Refer to this article on leetcode, there's a common mistake for solving the longest palindromic substring problem:
Reverse S and become S’. Find the longest common substring between S and S’, which must also be the longest palindromic substring.
For instance:
S = “abacdfgdcaba”, S’ = “abacdgfdcaba”.
The longest common substring between S and S’ is “abacd”. Clearly, this is not a valid palindrome.
But the following rectification I could not understand well. Could anyone explain it with an step-by-step procedure/example? Thanks!
To rectify this, each time we find a longest common substring candidate, we check if the substring’s indices are the same as the reversed substring’s original indices.
There are efficient algorithms for computing the longest palindromic substring by reversing the original substring. For example, the following:
1) create a generalized string S1#S2$ which takes O(n)
1) construct a suffix array O(n) -> not trivial, but there are easy O(nlogn) and O(nlog^2n) algorithms
2) construct an lcp array O(n) -> trivial (there is also a trivial O(nlogn) one).
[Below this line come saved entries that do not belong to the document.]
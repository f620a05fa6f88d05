//! Health tracking: per-channel circuit breaker windows (component A) and
//! quota bookkeeping with auto-reset + suspensions (component B).

pub mod metrics;
pub mod quota;

pub use metrics::{MetricsWindows, DEFAULT_FAILURE_THRESHOLD, DEFAULT_WINDOW_SIZE};
pub use quota::{QuotaConfig, QuotaKind, QuotaStatus, QuotaTracker, ResetMode, ResetUnit};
3) construct an RMQ data structure: O(n) construction and O(1) querying -> not trivial (there are trivial O(nlogn) construction and O(logn) query ones)
4) Iterate over every position i in the original string S1. Find the complement position in S2 in the generalized string. Find the longest common prefix: O(1)
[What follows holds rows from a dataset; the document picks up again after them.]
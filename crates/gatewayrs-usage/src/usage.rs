//! Usage extraction (§4.H): derives token counts from provider responses,
//! streaming or not, without understanding the wire protocol itself — the
//! extractor only ever looks for the handful of fields it needs.

use gatewayrs_common::Family;
use serde_json::Value;

use crate::sse::{SseEvent, SseParser};

/// Token usage accumulated over the lifetime of one request/response.
#[derive(Debug, Clone, Default, PartialEq, Eq, serde::Serialize)]
pub struct StreamUsage {
    pub model: Option<String>,
    pub input_tokens: u64,
    pub output_tokens: u64,
    pub cache_creation_input_tokens: u64,
    pub cache_read_input_tokens: u64,
}

impl StreamUsage {
    fn merge_anthropic_usage(&mut self, usage: &Value) {
        if let Some(v) = usage.get("input_tokens").and_then(Value::as_u64) {
            self.input_tokens = v;
        }
        if let Some(v) = usage.get("output_tokens").and_then(Value::as_u64) {
            self.output_tokens = v;
        }
        if let Some(v) = usage.get("cache_creation_input_tokens").and_then(Value::as_u64) {
            self.cache_creation_input_tokens = v;
        }
        if let Some(v) = usage.get("cache_read_input_tokens").and_then(Value::as_u64) {
            self.cache_read_input_tokens = v;
        }
    }

    fn merge_openai_usage(&mut self, usage: &Value) {
        if let Some(v) = usage.get("prompt_tokens").and_then(Value::as_u64) {
            self.input_tokens = v;
        }
        if let Some(v) = usage.get("completion_tokens").and_then(Value::as_u64) {
            self.output_tokens = v;
        }
        if let Some(v) = usage.get("input_tokens").and_then(Value::as_u64) {
            self.input_tokens = v;
        }
        if let Some(v) = usage.get("output_tokens").and_then(Value::as_u64) {
            self.output_tokens = v;
        }
        if let Some(details) = usage.get("prompt_tokens_details").or_else(|| usage.get("input_tokens_details")) {
            if let Some(v) = details.get("cached_tokens").and_then(Value::as_u64) {
                self.cache_read_input_tokens = v;
            }
        }
    }

    fn merge_gemini_usage(&mut self, usage: &Value) {
        if let Some(v) = usage.get("promptTokenCount").and_then(Value::as_u64) {
            self.input_tokens = v;
        }
        if let Some(v) = usage.get("candidatesTokenCount").and_then(Value::as_u64) {
            self.output_tokens = v;
        }
        if let Some(v) = usage.get("cachedContentTokenCount").and_then(Value::as_u64) {
            self.cache_read_input_tokens = v;
        }
    }
}

/// Accumulates usage across a stream of SSE events or a single JSON body.
/// Malformed chunks are logged and skipped rather than aborting extraction —
/// a usage miss degrades billing accuracy, it shouldn't fail the request.
#[derive(Debug)]
pub struct UsageExtractor {
    family: Family,
    parser: SseParser,
    usage: StreamUsage,
}

impl UsageExtractor {
    pub fn new(family: Family) -> Self {
        Self { family, parser: SseParser::new(), usage: StreamUsage::default() }
    }

    /// Feeds a chunk of an SSE body through the parser, folding any usage
    /// data found in completed events into the running total.
    pub fn push_sse_chunk(&mut self, chunk: &str) {
        let events = self.parser.push_str(chunk);
        for event in events {
            self.consume_event(&event);
        }
    }

    /// Call once after the upstream stream ends, to flush a final
    /// unterminated event still sitting in the line buffer.
    pub fn finish_stream(&mut self) {
        let events = self.parser.finish();
        for event in events {
            self.consume_event(&event);
        }
    }

    fn consume_event(&mut self, event: &SseEvent) {
        let value: Value = match serde_json::from_str(&event.data) {
            Ok(v) => v,
            Err(err) => {
                if !event.data.trim().is_empty() && event.data.trim() != "[DONE]" {
                    tracing::warn!(error = %err, data = %event.data, "usage extractor: malformed SSE payload");
                }
                return;
            }
        };
        self.consume_json(&value);
    }

    fn consume_json(&mut self, value: &Value) {
        if let Some(model) = value.get("model").and_then(Value::as_str) {
            self.usage.model = Some(model.to_string());
        }

        match self.family {
            Family::Messages => self.consume_anthropic(value),
            Family::Responses => self.consume_openai(value),
            Family::Gemini => self.consume_gemini(value),
        }
    }

    fn consume_anthropic(&mut self, value: &Value) {
        // message_start carries the initial usage block; message_delta
        // carries the final output_tokens tally once generation finishes.
        if let Some(usage) = value.pointer("/message/usage") {
            self.usage.merge_anthropic_usage(usage);
        }
        if let Some(usage) = value.get("usage") {
            self.usage.merge_anthropic_usage(usage);
        }
    }

    fn consume_openai(&mut self, value: &Value) {
        if let Some(usage) = value.get("usage") {
            self.usage.merge_openai_usage(usage);
        }
        // Responses API terminal event nests usage under `response`.
        if let Some(usage) = value.pointer("/response/usage") {
            self.usage.merge_openai_usage(usage);
        }
        if let Some(model) = value.pointer("/response/model").and_then(Value::as_str) {
            self.usage.model = Some(model.to_string());
        }
    }

    fn consume_gemini(&mut self, value: &Value) {
        if let Some(usage) = value.get("usageMetadata") {
            self.usage.merge_gemini_usage(usage);
        }
    }

    /// Parses a complete, non-streaming JSON response body in one shot.
    pub fn extract_non_streaming(family: Family, body: &[u8]) -> Option<StreamUsage> {
        let value: Value = match serde_json::from_slice(body) {
            Ok(v) => v,
            Err(err) => {
                tracing::warn!(error = %err, "usage extractor: malformed non-streaming body");
                return None;
            }
        };
        let mut extractor = UsageExtractor::new(family);
        extractor.consume_json(&value);
        Some(extractor.usage)
    }

    pub fn usage(&self) -> &StreamUsage {
        &self.usage
    }

    pub fn into_usage(self) -> StreamUsage {
        self.usage
    }
}

#[cfg(test)]
mod tests {
    use super::*;

    #[test]
    fn anthropic_message_start_then_delta() {
        let mut extractor = UsageExtractor::new(Family::Messages);
        extractor.push_sse_chunk(
            "event: message_start\ndata: {\"message\":{\"model\":\"claude-sonnet-4-5\",\"usage\":{\"input_tokens\":12,\"output_tokens\":1}}}\n\n",
        );
        extractor.push_sse_chunk(
            "event: message_delta\ndata: {\"usage\":{\"output_tokens\":42}}\n\n",
        );
        let usage = extractor.usage();
        assert_eq!(usage.input_tokens, 12);
        assert_eq!(usage.output_tokens, 42);
        assert_eq!(usage.model.as_deref(), Some("claude-sonnet-4-5"));
    }

    #[test]
    fn openai_chat_completions_terminal_usage() {
        let mut extractor = UsageExtractor::new(Family::Responses);
        extractor.push_sse_chunk(
            "data: {\"choices\":[{\"delta\":{\"content\":\"hi\"}}]}\n\n",
        );
        extractor.push_sse_chunk(
            "data: {\"usage\":{\"prompt_tokens\":5,\"completion_tokens\":7}}\n\n",
        );
        extractor.push_sse_chunk("data: [DONE]\n\n");
        let usage = extractor.usage();
        assert_eq!(usage.input_tokens, 5);
        assert_eq!(usage.output_tokens, 7);
    }

    #[test]
    fn openai_responses_api_completed_event() {
        let mut extractor = UsageExtractor::new(Family::Responses);
        extractor.push_sse_chunk(
            "event: response.completed\ndata: {\"response\":{\"model\":\"gpt-5\",\"usage\":{\"input_tokens\":3,\"output_tokens\":9}}}\n\n",
        );
        let usage = extractor.usage();
        assert_eq!(usage.input_tokens, 3);
        assert_eq!(usage.output_tokens, 9);
        assert_eq!(usage.model.as_deref(), Some("gpt-5"));
    }

    #[test]
    fn gemini_usage_metadata() {
        let mut extractor = UsageExtractor::new(Family::Gemini);
        extractor.push_sse_chunk(
            "data: {\"usageMetadata\":{\"promptTokenCount\":4,\"candidatesTokenCount\":6}}\n\n",
        );
        let usage = extractor.usage();
        assert_eq!(usage.input_tokens, 4);
        assert_eq!(usage.output_tokens, 6);
    }

    #[test]
    fn malformed_chunk_is_skipped_not_fatal() {
        let mut extractor = UsageExtractor::new(Family::Messages);
        extractor.push_sse_chunk("data: {not json\n\n");
        extractor.push_sse_chunk("data: {\"usage\":{\"input_tokens\":1,\"output_tokens\":2}}\n\n");
        let usage = extractor.usage();
        assert_eq!(usage.input_tokens, 1);
        assert_eq!(usage.output_tokens, 2);
    }

    #[test]
    fn non_streaming_extraction() {
        let body = br#"{"model":"claude-opus-4","usage":{"input_tokens":10,"output_tokens":20,"cache_read_input_tokens":3}}"#;
        let usage = UsageExtractor::extract_non_streaming(Family::Messages, body).unwrap();
        assert_eq!(usage.input_tokens, 10);
        assert_eq!(usage.output_tokens, 20);
        assert_eq!(usage.cache_read_input_tokens, 3);
        assert_eq!(usage.model.as_deref(), Some("claude-opus-4"));
    }

    #[test]
    fn finish_stream_flushes_unterminated_event() {
        let mut extractor = UsageExtractor::new(Family::Messages);
        extractor.push_sse_chunk("data: {\"usage\":{\"input_tokens\":1,\"output_tokens\":2}}");
        extractor.finish_stream();
        let usage = extractor.usage();
        assert_eq!(usage.input_tokens, 1);
        assert_eq!(usage.output_tokens, 2);
    }
}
In general, the mentioned approach must be modified for even and odd length palindromes. The distinction is that in the odd length palindrome you just introduce a gap when selecting the indices.
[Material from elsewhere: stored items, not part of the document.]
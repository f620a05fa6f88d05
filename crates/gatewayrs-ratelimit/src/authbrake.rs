//! Authentication-failure brake: a per-IP failure ladder that blocks an
//! abusive source for an escalating duration.

use std::collections::HashMap;

use time::{Duration as TimeDuration, OffsetDateTime};
use tokio::sync::{Mutex, RwLock};

const FAILURE_RECORD_TTL: TimeDuration = TimeDuration::hours(1);

/// A threshold ladder entry: once an IP's failure count reaches `failures`,
/// it is blocked for `block_minutes`. Must be sorted ascending by
/// `failures`; the highest threshold met applies.
#[derive(Debug, Clone, Copy)]
pub struct LadderRung {
    pub failures: u32,
    pub block_minutes: i64,
}

pub const DEFAULT_LADDER: &[LadderRung] = &[
    LadderRung { failures: 5, block_minutes: 1 },
    LadderRung { failures: 10, block_minutes: 5 },
    LadderRung { failures: 20, block_minutes: 30 },
];

struct FailureEntry {
    count: u32,
    last_failure: OffsetDateTime,
    blocked_until: Option<OffsetDateTime>,
}

pub struct AuthFailureBrake {
    entries: RwLock<HashMap<String, Mutex<FailureEntry>>>,
    ladder: Vec<LadderRung>,
}

impl AuthFailureBrake {
    pub fn new(ladder: Vec<LadderRung>) -> Self {
        Self {
            entries: RwLock::new(HashMap::new()),
            ladder,
        }
    }

    pub fn with_default_ladder() -> Self {
        Self::new(DEFAULT_LADDER.to_vec())
    }

    pub async fn is_blocked(&self, ip: &str) -> bool {
        let read = self.entries.read().await;
        let Some(entry) = read.get(ip) else {
            return false;
        };
        match entry.lock().await.blocked_until {
            Some(until) => until > OffsetDateTime::now_utc(),
            None => false,
        }
    }

    pub async fn record_failure(&self, ip: &str) {
        let now = OffsetDateTime::now_utc();
        {
            let read = self.entries.read().await;
            if let Some(entry) = read.get(ip) {
                let mut state = entry.lock().await;
                state.count += 1;
                state.last_failure = now;
                state.blocked_until = self.blocked_until_for(state.count, now);
                return;
            }
        }
        let mut write = self.entries.write().await;
        let blocked_until = self.blocked_until_for(1, now);
        write.insert(
            ip.to_string(),
            Mutex::new(FailureEntry { count: 1, last_failure: now, blocked_until }),
        );
    }

    fn blocked_until_for(&self, count: u32, now: OffsetDateTime) -> Option<OffsetDateTime> {
        self.ladder
            .iter()
            .rev()
            .find(|rung| count >= rung.failures)
            .map(|rung| now + TimeDuration::minutes(rung.block_minutes))
    }

    /// A successful authentication clears the counter entirely.
    pub async fn record_success(&self, ip: &str) {
        self.entries.write().await.remove(ip);
    }

    /// Drops failure records whose last failure is older than one hour.
    pub async fn sweep(&self) {
        let now = OffsetDateTime::now_utc();
        let mut write = self.entries.write().await;
        let mut stale = Vec::new();
        for (ip, entry) in write.iter() {
            if now - entry.lock().await.last_failure >= FAILURE_RECORD_TTL {
                stale.push(ip.clone());
            }
        }
        for ip in stale {
            write.remove(&ip);
        }
    }
}

impl Default for AuthFailureBrake {
    fn default() -> Self {
        Self::with_default_ladder()
    }
}

#[cfg(test)]
mod tests {
    use super::*;

    #[tokio::test]
    async fn blocks_after_threshold_and_clears_on_success() {
        let brake = AuthFailureBrake::with_default_ladder();
        for _ in 0..5 {
            brake.record_failure("1.2.3.4").await;
        }
        assert!(brake.is_blocked("1.2.3.4").await);
        brake.record_success("1.2.3.4").await;
        assert!(!brake.is_blocked("1.2.3.4").await);
    }

    #[tokio::test]
    async fn unknown_ip_is_not_blocked() {
        let brake = AuthFailureBrake::with_default_ladder();
        assert!(!brake.is_blocked("9.9.9.9").await);
    }

    #[tokio::test]
    async fn higher_rung_yields_longer_block() {
        let brake = AuthFailureBrake::with_default_ladder();
        for _ in 0..10 {
            brake.record_failure("5.5.5.5").await;
        }
        let read = brake.entries.read().await;
        let entry = read.get("5.5.5.5").unwrap().lock().await;
        let until = entry.blocked_until.unwrap();
        assert!(until - OffsetDateTime::now_utc() > TimeDuration::minutes(4));
    }
}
This yields an O(n) solution to the problem.
Regarding the article:
The author mentions that finding the longest common substring is not enough since the two substrings with such lcp may not be neighbours in the original string.
Therefore, we want to find two strings A and B, one belonging to S1 and one to S2, such that lcp(A,B) is largest, but also A . rev(B) is in the original S1.
I hope I have been clear enough.